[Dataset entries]
================================

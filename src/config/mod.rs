//! Configuration module for Talent-Harvest
//!
//! This module handles loading, parsing, and validating TOML configuration files.
//!
//! # Example
//!
//! ```no_run
//! use talent_harvest::config::load_config;
//! use std::path::Path;
//!
//! let config = load_config(Path::new("migrate.toml")).unwrap();
//! println!("Tenant: {}", config.migrate.tenant);
//! ```

mod parser;
mod types;
mod validation;

// Re-export types
pub use types::{Config, CrawlerConfig, Credential, MigrateConfig};

// Re-export parser functions
pub use parser::{compute_config_hash, load_config, load_config_with_hash, parse_config};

================================

TASK GOAL:
Could the data above be set down exactly, in full?

ANSWER FOR THIS EXERCISE:
filename src/config/mod.rs
//! Configuration module for Talent-Harvest
//!
//! This module handles loading, parsing, and validating TOML configuration files.
//!
//! # Example
//!
//! ```no_run
//! use talent_harvest::config::load_config;
//! use std::path::Path;
//!
//! let config = load_config(Path::new("migrate.toml")).unwrap();
//! println!("Tenant: {}", config.migrate.tenant);
//! ```

mod parser;
mod types;
mod validation;

// Re-export types
pub use types::{Config, CrawlerConfig, Credential, MigrateConfig};

// Re-export parser functions
pub use parser::{compute_config_hash, load_config, load_config_with_hash, parse_config};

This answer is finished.